┏━━
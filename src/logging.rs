// ABOUTME: Logging configuration and structured logging setup for observability and debugging
// ABOUTME: Configures log level, output format, and noise reduction for HTTP client crates
//
// SPDX-License-Identifier: MIT OR Apache-2.0
// Copyright (c) 2025 GeoCrop

//! Structured logging with `tracing`
//!
//! Logs go to stderr so `--json` output on stdout stays machine readable.

use std::env;
use std::io;

use anyhow::Result;
use tracing::{debug, Level};
use tracing_subscriber::{
    filter::Directive,
    fmt::{self, format::FmtSpan},
    layer::SubscriberExt,
    util::SubscriberInitExt,
    EnvFilter,
};

/// Service name attached to the startup record
pub const SERVICE_NAME: &str = "geocrop";

/// Logging configuration
#[derive(Debug, Clone)]
pub struct LoggingConfig {
    /// Log level (trace, debug, info, warn, error)
    pub level: String,
    /// Output format
    pub format: LogFormat,
    /// Include source file and line numbers
    pub include_location: bool,
    /// Emit span open/close events
    pub include_spans: bool,
    /// Service version
    pub service_version: String,
}

/// Log output format options
#[derive(Debug, Clone, Copy, PartialEq, Eq)]
pub enum LogFormat {
    /// `JSON` lines for log shipping
    Json,
    /// Multi-field human format
    Pretty,
    /// Single-line terse format
    Compact,
}

impl LogFormat {
    /// Parse a `LOG_FORMAT` value, defaulting to compact
    #[must_use]
    pub fn from_str_or_default(s: &str) -> Self {
        match s.to_lowercase().as_str() {
            "json" => Self::Json,
            "pretty" => Self::Pretty,
            _ => Self::Compact,
        }
    }
}

impl Default for LoggingConfig {
    fn default() -> Self {
        Self {
            level: "warn".into(),
            format: LogFormat::Compact,
            include_location: false,
            include_spans: false,
            service_version: env!("CARGO_PKG_VERSION").to_owned(),
        }
    }
}

impl LoggingConfig {
    /// Create logging configuration from environment variables
    #[must_use]
    pub fn from_env() -> Self {
        let defaults = Self::default();
        Self {
            level: env::var("RUST_LOG").unwrap_or(defaults.level),
            format: env::var("LOG_FORMAT")
                .map_or(defaults.format, |v| LogFormat::from_str_or_default(&v)),
            include_location: env::var("LOG_INCLUDE_LOCATION").is_ok(),
            include_spans: env::var("LOG_INCLUDE_SPANS").is_ok(),
            service_version: defaults.service_version,
        }
    }

    /// Raise the level to debug, used by the CLI `--verbose` flag
    #[must_use]
    pub fn verbose(mut self) -> Self {
        "debug".clone_into(&mut self.level);
        self
    }

    fn directive(spec: &str, fallback: Level) -> Directive {
        spec.parse().unwrap_or_else(|_| fallback.into())
    }

    /// Build the filter, always applying noise reduction for HTTP internals
    fn env_filter(&self) -> EnvFilter {
        EnvFilter::new(&self.level)
            .add_directive(Self::directive("hyper=warn", Level::WARN))
            .add_directive(Self::directive("hyper::proto=warn", Level::WARN))
            .add_directive(Self::directive("reqwest=warn", Level::WARN))
            .add_directive(Self::directive("rustls=warn", Level::WARN))
    }

    /// Initialize the global tracing subscriber
    ///
    /// # Errors
    ///
    /// Returns an error if a global subscriber is already installed
    pub fn init(&self) -> Result<()> {
        let registry = tracing_subscriber::registry().with(self.env_filter());
        let span_events = if self.include_spans {
            FmtSpan::NEW | FmtSpan::CLOSE
        } else {
            FmtSpan::NONE
        };

        match self.format {
            LogFormat::Json => {
                let json_layer = fmt::layer()
                    .with_file(self.include_location)
                    .with_line_number(self.include_location)
                    .with_target(true)
                    .with_writer(io::stderr)
                    .with_span_events(span_events)
                    .json();
                registry.with(json_layer).try_init()?;
            }
            LogFormat::Pretty => {
                let pretty_layer = fmt::layer()
                    .pretty()
                    .with_file(self.include_location)
                    .with_line_number(self.include_location)
                    .with_target(true)
                    .with_writer(io::stderr)
                    .with_span_events(span_events);
                registry.with(pretty_layer).try_init()?;
            }
            LogFormat::Compact => {
                let compact_layer = fmt::layer()
                    .compact()
                    .with_file(false)
                    .with_line_number(false)
                    .with_target(false)
                    .with_writer(io::stderr)
                    .with_span_events(FmtSpan::NONE);
                registry.with(compact_layer).try_init()?;
            }
        }

        debug!(
            service.name = SERVICE_NAME,
            service.version = %self.service_version,
            log.level = %self.level,
            log.format = ?self.format,
            "Logging initialized"
        );
        Ok(())
    }
}
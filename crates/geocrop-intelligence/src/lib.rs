// ABOUTME: Deterministic agronomy engines for the GeoCrop analysis platform
// ABOUTME: Soil synthesis, crop catalog, fertilizer planning, crop comparison, and land reports
//
// SPDX-License-Identifier: MIT OR Apache-2.0
// Copyright (c) 2025 GeoCrop

#![deny(unsafe_code)]

//! # GeoCrop Intelligence
//!
//! Pure functions over the `geocrop-core` models. These engines back the
//! offline mode directly and serve as the fallback whenever the AI path
//! fails. None of them perform I/O.
//!
//! ## Modules
//!
//! - **soil**: Seed-driven soil, climate, and nutrient synthesizer
//! - **catalog**: Static crop catalog and soil-based filter
//! - **fertilizer**: Deficit-driven fertilizer planner
//! - **comparison**: Crop swap comparison
//! - **report**: Land report summary

/// Crop catalog
pub mod catalog;

/// Crop swap comparison engine
pub mod comparison;

/// Fertilizer planner
pub mod fertilizer;

/// Land report generator
pub mod report;

/// Soil analysis synthesizer
pub mod soil;

pub use catalog::{all_crops, crop_by_id, recommended_crops};
pub use comparison::{compare, soil_impact};
pub use fertilizer::plan;
pub use report::generate_land_report;
pub use soil::{compute_seed, generate_soil_analysis, region_from_coords, ClimateZone};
┗━━
### Work to complete
All the records above are to be reproduced exactly.

### Task output
filename src/logging.rs
// ABOUTME: Logging configuration and structured logging setup for observability and debugging
// ABOUTME: Configures log level, output format, and noise reduction for HTTP client crates
//
// SPDX-License-Identifier: MIT OR Apache-2.0
// Copyright (c) 2025 GeoCrop

//! Structured logging with `tracing`
//!
//! Logs go to stderr so `--json` output on stdout stays machine readable.

use std::env;
use std::io;

use anyhow::Result;
use tracing::{debug, Level};
use tracing_subscriber::{
    filter::Directive,
    fmt::{self, format::FmtSpan},
    layer::SubscriberExt,
    util::SubscriberInitExt,
    EnvFilter,
};

/// Service name attached to the startup record
pub const SERVICE_NAME: &str = "geocrop";

/// Logging configuration
#[derive(Debug, Clone)]
pub struct LoggingConfig {
    /// Log level (trace, debug, info, warn, error)
    pub level: String,
    /// Output format
    pub format: LogFormat,
    /// Include source file and line numbers
    pub include_location: bool,
    /// Emit span open/close events
    pub include_spans: bool,
    /// Service version
    pub service_version: String,
}

/// Log output format options
#[derive(Debug, Clone, Copy, PartialEq, Eq)]
pub enum LogFormat {
    /// `JSON` lines for log shipping
    Json,
    /// Multi-field human format
    Pretty,
    /// Single-line terse format
    Compact,
}

impl LogFormat {
    /// Parse a `LOG_FORMAT` value, defaulting to compact
    #[must_use]
    pub fn from_str_or_default(s: &str) -> Self {
        match s.to_lowercase().as_str() {
            "json" => Self::Json,
            "pretty" => Self::Pretty,
            _ => Self::Compact,
        }
    }
}

impl Default for LoggingConfig {
    fn default() -> Self {
        Self {
            level: "warn".into(),
            format: LogFormat::Compact,
            include_location: false,
            include_spans: false,
            service_version: env!("CARGO_PKG_VERSION").to_owned(),
        }
    }
}

impl LoggingConfig {
    /// Create logging configuration from environment variables
    #[must_use]
    pub fn from_env() -> Self {
        let defaults = Self::default();
        Self {
            level: env::var("RUST_LOG").unwrap_or(defaults.level),
            format: env::var("LOG_FORMAT")
                .map_or(defaults.format, |v| LogFormat::from_str_or_default(&v)),
            include_location: env::var("LOG_INCLUDE_LOCATION").is_ok(),
            include_spans: env::var("LOG_INCLUDE_SPANS").is_ok(),
            service_version: defaults.service_version,
        }
    }

    /// Raise the level to debug, used by the CLI `--verbose` flag
    #[must_use]
    pub fn verbose(mut self) -> Self {
        "debug".clone_into(&mut self.level);
        self
    }

    fn directive(spec: &str, fallback: Level) -> Directive {
        spec.parse().unwrap_or_else(|_| fallback.into())
    }

    /// Build the filter, always applying noise reduction for HTTP internals
    fn env_filter(&self) -> EnvFilter {
        EnvFilter::new(&self.level)
            .add_directive(Self::directive("hyper=warn", Level::WARN))
            .add_directive(Self::directive("hyper::proto=warn", Level::WARN))
            .add_directive(Self::directive("reqwest=warn", Level::WARN))
            .add_directive(Self::directive("rustls=warn", Level::WARN))
    }

    /// Initialize the global tracing subscriber
    ///
    /// # Errors
    ///
    /// Returns an error if a global subscriber is already installed
    pub fn init(&self) -> Result<()> {
        let registry = tracing_subscriber::registry().with(self.env_filter());
        let span_events = if self.include_spans {
            FmtSpan::NEW | FmtSpan::CLOSE
        } else {
            FmtSpan::NONE
        };

        match self.format {
            LogFormat::Json => {
                let json_layer = fmt::layer()
                    .with_file(self.include_location)
                    .with_line_number(self.include_location)
                    .with_target(true)
                    .with_writer(io::stderr)
                    .with_span_events(span_events)
                    .json();
                registry.with(json_layer).try_init()?;
            }
            LogFormat::Pretty => {
                let pretty_layer = fmt::layer()
                    .pretty()
                    .with_file(self.include_location)
                    .with_line_number(self.include_location)
                    .with_target(true)
                    .with_writer(io::stderr)
                    .with_span_events(span_events);
                registry.with(pretty_layer).try_init()?;
            }
            LogFormat::Compact => {
                let compact_layer = fmt::layer()
                    .compact()
                    .with_file(false)
                    .with_line_number(false)
                    .with_target(false)
                    .with_writer(io::stderr)
                    .with_span_events(FmtSpan::NONE);
                registry.with(compact_layer).try_init()?;
            }
        }

        debug!(
            service.name = SERVICE_NAME,
            service.version = %self.service_version,
            log.level = %self.level,
            log.format = ?self.format,
            "Logging initialized"
        );
        Ok(())
    }
}
filename crates/geocrop-intelligence/src/lib.rs
// ABOUTME: Deterministic agronomy engines for the GeoCrop analysis platform
// ABOUTME: Soil synthesis, crop catalog, fertilizer planning, crop comparison, and land reports
//
// SPDX-License-Identifier: MIT OR Apache-2.0
// Copyright (c) 2025 GeoCrop

#![deny(unsafe_code)]

//! # GeoCrop Intelligence
//!
//! Pure functions over the `geocrop-core` models. These engines back the
//! offline mode directly and serve as the fallback whenever the AI path
//! fails. None of them perform I/O.
//!
//! ## Modules
//!
//! - **soil**: Seed-driven soil, climate, and nutrient synthesizer
//! - **catalog**: Static crop catalog and soil-based filter
//! - **fertilizer**: Deficit-driven fertilizer planner
//! - **comparison**: Crop swap comparison
//! - **report**: Land report summary

/// Crop catalog
pub mod catalog;

/// Crop swap comparison engine
pub mod comparison;

/// Fertilizer planner
pub mod fertilizer;

/// Land report generator
pub mod report;

/// Soil analysis synthesizer
pub mod soil;

pub use catalog::{all_crops, crop_by_id, recommended_crops};
pub use comparison::{compare, soil_impact};
pub use fertilizer::plan;
pub use report::generate_land_report;
pub use soil::{compute_seed, generate_soil_analysis, region_from_coords, ClimateZone};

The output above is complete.